One of the benefits of running JS in Wasm (specifically the QuickJS approach) is that you can create JS APIs in Rust. That allows you to move a lot of compute intensive operations into Rust while still giving your developers a clean and nice JS API. WasmEdge does this with its JS Tensorflow API:

https://wasmedge.org/book/en/write_wasm/js/tensorflow.html

In fact, we are using Rust to support the entire Node.JS API in WasmEdge. :)

1 comments

Not to denigrate your work, it's good what you're working on... but I can create JS APIs in Rust with native V8 bindings, too: https://github.com/denoland/rusty_v8/blob/main/examples/proc...

After working on a couple codebases that used wasmtime and wasmer heavily, I think if I were to start from scratch I'd just use V8 as my WASM runtime.

(And the model I would follow would be to containerize the V8 runtime piece inside its own cgroup, with resource budgets and permission constraints. cgroups accounting beats the limited and inefficient accounting one gets from the various WASM runtime opcode based accounting systems.)

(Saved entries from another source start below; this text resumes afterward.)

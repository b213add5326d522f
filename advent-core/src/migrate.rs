//! Salvage text to the five binary files the engine opens at start-up.

use log::{info, warn};
use serde::Serialize;
use std::collections::BTreeMap;

use crate::config::PipelineConfig;
use crate::constants::{
    BOARD_RECORD_SIZE, CHARACTER_RECORD_SIZE, MESSAGE_RECORD_SIZE, ROOM_COUNT,
};
use crate::control::{ControlIssue, parse_monster_table};
use crate::monster::encode_monster_file;
use crate::room::{RoomRecord, encode_room_file};
use crate::salvage::{SalvageIssue, parse_room_dump};

/// Decoded salvage inputs. Only the room dump is required.
#[derive(Debug, Clone, Default, PartialEq, Eq)]
pub struct SalvageInput {
    pub room_dump: String,
    pub monster_table: Option<String>,
    /// A surviving notice board, copied byte for byte.
    pub board: Option<Vec<u8>>,
}

#[derive(Debug, Clone, PartialEq, Eq)]
pub struct OutputFile {
    pub name: String,
    pub data: Vec<u8>,
}

#[derive(Debug, Clone, Default, PartialEq, Eq, Serialize)]
pub struct MigrationSummary {
    pub rooms_parsed: usize,
    pub rooms_written: usize,
    pub monsters_placed: usize,
    pub board_copied: bool,
    pub salvage_issues: Vec<SalvageIssue>,
    pub control_issues: Vec<ControlIssue>,
    /// `(file name, byte length)` in write order.
    pub files: Vec<(String, usize)>,
}

impl MigrationSummary {
    #[must_use]
    pub fn issue_count(&self) -> usize {
        self.salvage_issues.len() + self.control_issues.len()
    }
}

#[derive(Debug, Clone, PartialEq, Eq)]
pub struct Migration {
    pub files: Vec<OutputFile>,
    pub summary: MigrationSummary,
}

/// The engine only lists monster entries that end in `/`.
#[must_use]
pub fn engine_monsters(monsters: &str) -> String {
    let trimmed = monsters.trim();
    if trimmed.is_empty() || trimmed.ends_with('/') {
        trimmed.to_string()
    } else {
        format!("{trimmed}/")
    }
}

fn zeroed(name: &str, records: usize, width: usize) -> OutputFile {
    OutputFile {
        name: name.to_string(),
        data: vec![0u8; records * width],
    }
}

/// Build every output file in memory.
#[must_use]
pub fn migrate(input: &SalvageInput, config: &PipelineConfig) -> Migration {
    let salvage = parse_room_dump(&input.room_dump);
    let rooms_parsed = salvage.rooms.len();
    let records: BTreeMap<u16, RoomRecord> = salvage
        .rooms
        .into_values()
        .map(|descriptor| {
            let mut record = descriptor.into_record();
            record.monsters = engine_monsters(&record.monsters);
            (record.number, record)
        })
        .collect();
    let rooms_written = records.range(1..=ROOM_COUNT).count();
    info!("parsed {rooms_parsed} rooms, {rooms_written} within the room file");

    let control = input
        .monster_table
        .as_deref()
        .map(parse_monster_table)
        .unwrap_or_default();
    if input.monster_table.is_none() {
        warn!("no monster table supplied; the monster file will be empty");
    }
    let monsters = control.records();
    info!("placed {} monster spawns", monsters.len());

    let board = match &input.board {
        Some(bytes) => {
            let expected = config.board_records * BOARD_RECORD_SIZE;
            if bytes.len() != expected {
                warn!(
                    "notice board is {} bytes, expected {expected}; copying as is",
                    bytes.len()
                );
            }
            OutputFile {
                name: config.board_file.clone(),
                data: bytes.clone(),
            }
        }
        None => zeroed(&config.board_file, config.board_records, BOARD_RECORD_SIZE),
    };

    let files = vec![
        OutputFile {
            name: config.room_file.clone(),
            data: encode_room_file(&records),
        },
        OutputFile {
            name: config.monster_file.clone(),
            data: encode_monster_file(&monsters),
        },
        zeroed(
            &config.character_file,
            config.character_records,
            CHARACTER_RECORD_SIZE,
        ),
        board,
        zeroed(
            &config.message_file,
            config.message_records,
            MESSAGE_RECORD_SIZE,
        ),
    ];

    let summary = MigrationSummary {
        rooms_parsed,
        rooms_written,
        monsters_placed: monsters.len(),
        board_copied: input.board.is_some(),
        salvage_issues: salvage.issues,
        control_issues: control.issues,
        files: files
            .iter()
            .map(|file| (file.name.clone(), file.data.len()))
            .collect(),
    };
    Migration { files, summary }
}
//! JSON map of a (possibly repaired) dungeon for external viewers.

use serde::{Deserialize, Serialize};
use std::collections::BTreeMap;

use crate::analysis::ConnectivityReport;
use crate::exits::{Direction, Exits};
use crate::graph::{DungeonGraph, DungeonRoom};
use crate::repair::RepairAction;
use crate::text::normalize_whitespace;

pub const GENERATOR: &str = concat!("advent ", env!("CARGO_PKG_VERSION"));

const NPC_MARKERS: [char; 2] = ['*', '#'];

pub type ExitMap = BTreeMap<Direction, u16>;

#[derive(Debug, Clone, PartialEq, Eq, Serialize, Deserialize)]
pub struct MapMetadata {
    pub total_rooms: usize,
    pub total_changes: usize,
    pub generated_by: String,
}

#[derive(Debug, Clone, PartialEq, Eq, Serialize, Deserialize)]
pub struct MapRoom {
    pub number: u16,
    pub description: String,
    pub original_exits: ExitMap,
    pub reconstructed_exits: ExitMap,
    pub all_exits: ExitMap,
    pub reachable: bool,
    pub has_objects: bool,
    pub has_npcs: bool,
}

#[derive(Debug, Clone, PartialEq, Eq, Serialize, Deserialize)]
pub struct MapConnection {
    pub from: u16,
    pub to: u16,
    pub direction: Direction,
    pub bidirectional: bool,
    /// Either direction of the pair was added by repair.
    pub reconstructed: bool,
}

#[derive(Debug, Clone, PartialEq, Eq, Serialize, Deserialize)]
pub struct DungeonMap {
    pub metadata: MapMetadata,
    pub start_room: u16,
    pub rooms: BTreeMap<u16, MapRoom>,
    pub connections: Vec<MapConnection>,
    pub reconstruction_log: Vec<RepairAction>,
    #[serde(default, skip_serializing_if = "Option::is_none")]
    pub issues: Option<ConnectivityReport>,
}

fn exit_map(exits: &Exits) -> ExitMap {
    exits
        .iter()
        .map(|(direction, exit)| (direction, exit.destination))
        .collect()
}

fn map_room(room: &DungeonRoom, reachable: bool) -> MapRoom {
    let record = &room.record;
    MapRoom {
        number: room.number(),
        description: normalize_whitespace(&record.description),
        original_exits: exit_map(room.original_exits()),
        reconstructed_exits: room
            .reconstructed_exits()
            .map(|(direction, exit)| (direction, exit.destination))
            .collect(),
        all_exits: exit_map(room.exits()),
        reachable,
        has_objects: !record.objects.trim().is_empty(),
        has_npcs: record.monsters.trim_start().starts_with(NPC_MARKERS),
    }
}

fn connections(graph: &DungeonGraph) -> Vec<MapConnection> {
    graph
        .links()
        .into_iter()
        .filter_map(|link| {
            let back = link.direction.opposite();
            let forward = graph
                .room(link.from)
                .and_then(|room| room.exits().get(link.direction));
            let reverse = graph.room(link.to).and_then(|room| room.exits().get(back));
            let bidirectional = reverse.is_some_and(|exit| exit.destination == link.from);
            if bidirectional && link.from > link.to {
                return None;
            }
            let reconstructed = forward.is_some_and(|exit| exit.synthesized)
                || (bidirectional && reverse.is_some_and(|exit| exit.synthesized));
            Some(MapConnection {
                from: link.from,
                to: link.to,
                direction: link.direction,
                bidirectional,
                reconstructed,
            })
        })
        .collect()
}

impl DungeonMap {
    #[must_use]
    pub fn build(
        graph: &DungeonGraph,
        start: u16,
        log: &[RepairAction],
        issues: Option<ConnectivityReport>,
    ) -> Self {
        let reachable = graph.reachable_from(start);
        let rooms = graph
            .rooms()
            .map(|room| (room.number(), map_room(room, reachable.contains(&room.number()))))
            .collect();
        Self {
            metadata: MapMetadata {
                total_rooms: graph.len(),
                total_changes: log.len(),
                generated_by: GENERATOR.to_string(),
            },
            start_room: start,
            rooms,
            connections: connections(graph),
            reconstruction_log: log.to_vec(),
            issues,
        }
    }

    /// # Errors
    ///
    /// Returns an error if serialisation fails.
    pub fn to_json_pretty(&self) -> serde_json::Result<String> {
        serde_json::to_string_pretty(self)
    }
}

#[cfg(test)]
mod tests {
    use super::*;
    use crate::analysis::analyze;
    use crate::repair::ConnectivityRepairer;
    use crate::room::RoomRecord;
    use Direction::{East, North, South, West};

    fn room(number: u16, exits: &[(Direction, u16)]) -> RoomRecord {
        RoomRecord::new(number).with_exits(Exits::from_pairs(exits.iter().copied()))
    }

    #[test]
    fn bidirectional_pairs_emit_once_from_lower_room() {
        let graph = DungeonGraph::from_records([
            room(1, &[(East, 2)]),
            room(2, &[(West, 1), (North, 1)]),
        ]);
        let map = DungeonMap::build(&graph, 1, &[], None);
        assert_eq!(
            map.connections,
            vec![
                MapConnection {
                    from: 1,
                    to: 2,
                    direction: East,
                    bidirectional: true,
                    reconstructed: false,
                },
                MapConnection {
                    from: 2,
                    to: 1,
                    direction: North,
                    bidirectional: false,
                    reconstructed: false,
                },
            ]
        );
    }

    #[test]
    fn repaired_exits_are_split_out() {
        let mut graph = DungeonGraph::from_records([room(2, &[]), room(5, &[(South, 0)])]);
        let report = ConnectivityRepairer::new(2).repair(&mut graph);
        let map = DungeonMap::build(&graph, 2, &report.actions, None);

        assert_eq!(map.metadata.total_rooms, 2);
        assert_eq!(map.metadata.total_changes, 2);
        let five = &map.rooms[&5];
        assert!(five.reachable);
        assert_eq!(five.original_exits, ExitMap::from([(South, 0)]));
        assert_eq!(five.reconstructed_exits, ExitMap::from([(South, 2)]));
        assert_eq!(five.all_exits, ExitMap::from([(South, 2)]));
        assert_eq!(map.connections.len(), 1);
        assert!(map.connections[0].reconstructed);
    }

    #[test]
    fn flags_and_description_are_derived() {
        let mut record = room(3, &[]);
        record.description = "A  long\thall\u{7}.".to_string();
        record.objects = "A lamp$5".to_string();
        record.monsters = "*A troll/".to_string();
        let graph = DungeonGraph::from_records([record]);
        let map = DungeonMap::build(&graph, 2, &[], None);
        let hall = &map.rooms[&3];
        assert_eq!(hall.description, "A long hall.");
        assert!(hall.has_objects);
        assert!(hall.has_npcs);
        assert!(!hall.reachable);
    }

    #[test]
    fn json_shape() {
        let mut graph = DungeonGraph::from_records([room(2, &[]), room(4, &[])]);
        let report = ConnectivityRepairer::new(2).repair(&mut graph);
        let issues = analyze(&graph, 2);
        let map = DungeonMap::build(&graph, 2, &report.actions, Some(issues));
        let json: serde_json::Value =
            serde_json::from_str(&map.to_json_pretty().unwrap()).unwrap();
        assert_eq!(json["start_room"], 2);
        assert_eq!(json["rooms"]["4"]["all_exits"]["S"], 2);
        assert_eq!(json["reconstruction_log"][0]["type"], "chain_connection");
        assert_eq!(json["metadata"]["generated_by"], GENERATOR);
        assert!(json["issues"]["unreachable"].as_array().unwrap().is_empty());

        let bare = DungeonMap::build(&graph, 2, &[], None);
        let json = serde_json::to_value(&bare).unwrap();
        assert!(json.get("issues").is_none());
    }
}
use colored::Colorize;
use std::io::{self, Write};
use std::path::Path;

use advent_core::{Analysis, DungeonGraph, MigrationSummary, Reconstruction, RepairKind};

const DETAIL_LIMIT: usize = 10;
const PREVIEW_CHARS: usize = 100;

fn heading(out: &mut dyn Write, title: &str) -> io::Result<()> {
    writeln!(out)?;
    writeln!(out, "{}", title.bright_cyan().bold())?;
    writeln!(out, "{}", "=".repeat(title.chars().count()).cyan())
}

fn room_list(rooms: &[u16]) -> String {
    let shown: Vec<String> = rooms.iter().take(20).map(u16::to_string).collect();
    if rooms.len() > shown.len() {
        format!("{} ... (+{} more)", shown.join(", "), rooms.len() - shown.len())
    } else {
        shown.join(", ")
    }
}

pub fn write_migration_summary(
    out: &mut dyn Write,
    summary: &MigrationSummary,
    output_dir: &Path,
) -> io::Result<()> {
    heading(out, "Migration Summary")?;
    writeln!(out, "Rooms parsed: {}", summary.rooms_parsed.to_string().green())?;
    writeln!(out, "Rooms written: {}", summary.rooms_written.to_string().green())?;
    writeln!(
        out,
        "Monsters placed: {}",
        summary.monsters_placed.to_string().green()
    )?;
    let issues = summary.issue_count();
    let issues = if issues == 0 {
        issues.to_string().green()
    } else {
        issues.to_string().yellow()
    };
    writeln!(out, "Input issues: {issues}")?;
    for issue in &summary.salvage_issues {
        writeln!(out, "   • {}", issue.to_string().yellow())?;
    }
    for issue in &summary.control_issues {
        writeln!(out, "   • {}", issue.to_string().yellow())?;
    }
    if summary.board_copied {
        writeln!(out, "Notice board: copied from salvage")?;
    }
    writeln!(out)?;
    writeln!(out, "Files in {}:", output_dir.display())?;
    for (name, len) in &summary.files {
        writeln!(out, "   {name:12} {len:>10} bytes")?;
    }
    Ok(())
}

pub fn write_repair_summary(out: &mut dyn Write, result: &Reconstruction) -> io::Result<()> {
    let report = &result.report;
    heading(out, "Reconstruction Summary")?;
    writeln!(out, "Start room: {}", report.start_room)?;
    writeln!(
        out,
        "Reachable: {} -> {}",
        report.reachable_before,
        report.reachable_after.to_string().green()
    )?;
    writeln!(
        out,
        "Return exits added: {}",
        report.count(RepairKind::Bidirectional)
    )?;
    writeln!(
        out,
        "Chain connections added: {}",
        report.count(RepairKind::ChainConnection)
    )?;
    writeln!(out, "Slot conflicts: {}", report.conflicts)?;
    writeln!(out, "Expansion passes: {}", report.passes)?;
    if report.is_complete() {
        writeln!(out, "{}", "✅ Every room is reachable".green())?;
    } else {
        writeln!(
            out,
            "{} {}",
            "⚠️  Still unreachable:".yellow(),
            room_list(&report.still_unreachable)
        )?;
    }
    match &result.written {
        Some(path) => writeln!(out, "Wrote {}", path.display())?,
        None => {
            writeln!(out, "Dry run: no files written")?;
            let metadata = serde_json::to_string_pretty(&result.map.metadata)
                .map_err(io::Error::other)?;
            writeln!(out, "{metadata}")?;
        }
    }
    Ok(())
}

fn write_room_details(out: &mut dyn Write, graph: &DungeonGraph, rooms: &[u16]) -> io::Result<()> {
    for &number in rooms.iter().take(DETAIL_LIMIT) {
        let Some(room) = graph.room(number) else {
            continue;
        };
        writeln!(out, "{}", format!("Room {number}").bold())?;
        let exits: Vec<String> = room
            .exits()
            .iter()
            .map(|(direction, exit)| format!("{direction}{}", exit.destination))
            .collect();
        writeln!(out, "   Exits: {}", exits.join(" "))?;
        let description: String = room.record.description.chars().take(PREVIEW_CHARS).collect();
        writeln!(out, "   {description}")?;
    }
    Ok(())
}

pub fn write_analysis(out: &mut dyn Write, analysis: &Analysis, verbose: bool) -> io::Result<()> {
    let report = &analysis.report;
    heading(out, "Connectivity Analysis")?;
    writeln!(out, "Valid rooms: {}", report.total_rooms)?;
    if !report.start_exists {
        writeln!(
            out,
            "{}",
            format!("❌ Start room {} is not a valid room", report.start_room).red()
        )?;
    }
    writeln!(
        out,
        "Reachable from {}: {}",
        report.start_room,
        report.reachable.len().to_string().green()
    )?;
    writeln!(
        out,
        "Unreachable: {}",
        report.unreachable.len().to_string().yellow()
    )?;
    writeln!(out, "Clusters: {}", report.clusters)?;
    writeln!(out, "Dead ends: {}", report.dead_ends.len())?;
    writeln!(out, "Rooms without exits: {}", report.no_exits.len())?;
    writeln!(out, "One-way links: {}", report.one_way.len())?;
    writeln!(out, "Broken exits: {}", report.broken.len())?;
    if !report.unreachable.is_empty() {
        writeln!(out, "Unreachable rooms: {}", room_list(&report.unreachable))?;
    }
    if verbose {
        heading(out, "Problem Rooms")?;
        write_room_details(out, &analysis.graph, &report.problem_rooms())?;
    }
    Ok(())
}

#[cfg(test)]
mod tests {
    use super::*;

    #[test]
    fn long_room_lists_are_elided() {
        let rooms: Vec<u16> = (1..=25).collect();
        let text = room_list(&rooms);
        assert!(text.starts_with("1, 2, 3"));
        assert!(text.ends_with("(+5 more)"));
        assert_eq!(room_list(&[4, 9]), "4, 9");
    }

    #[test]
    fn migration_summary_lists_files() {
        let summary = MigrationSummary {
            rooms_parsed: 3,
            rooms_written: 3,
            monsters_placed: 1,
            files: vec![("ADVENT.DTA".to_string(), 1_024_000)],
            ..MigrationSummary::default()
        };
        let mut buffer = Vec::new();
        write_migration_summary(&mut buffer, &summary, Path::new("data")).unwrap();
        let text = String::from_utf8(buffer).unwrap();
        assert!(text.contains("Migration Summary"));
        assert!(text.contains("ADVENT.DTA"));
        assert!(text.contains("1024000 bytes"));
    }
}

Personally, I believe v8 is and always will be primarily focused on the browser use case. It’s support for wasi, container tooling will always take a back seat compared with priorities in the browser.

Today, there are a large set of Rust apps that can run in WasmEdge, wasmtime, Fermyon spin, wasmCloud etc, but would not run on v8’s embedded Wasm engine …

However, I do agree that v8 excels in JavaScript.

The design of WASI and the component model are layered, though: you could start with V8 and build a runtime with full WASI etc. support.

In fact, Node.js and Deno have both done exactly that, a V8 core with layered APIs on top including WASI.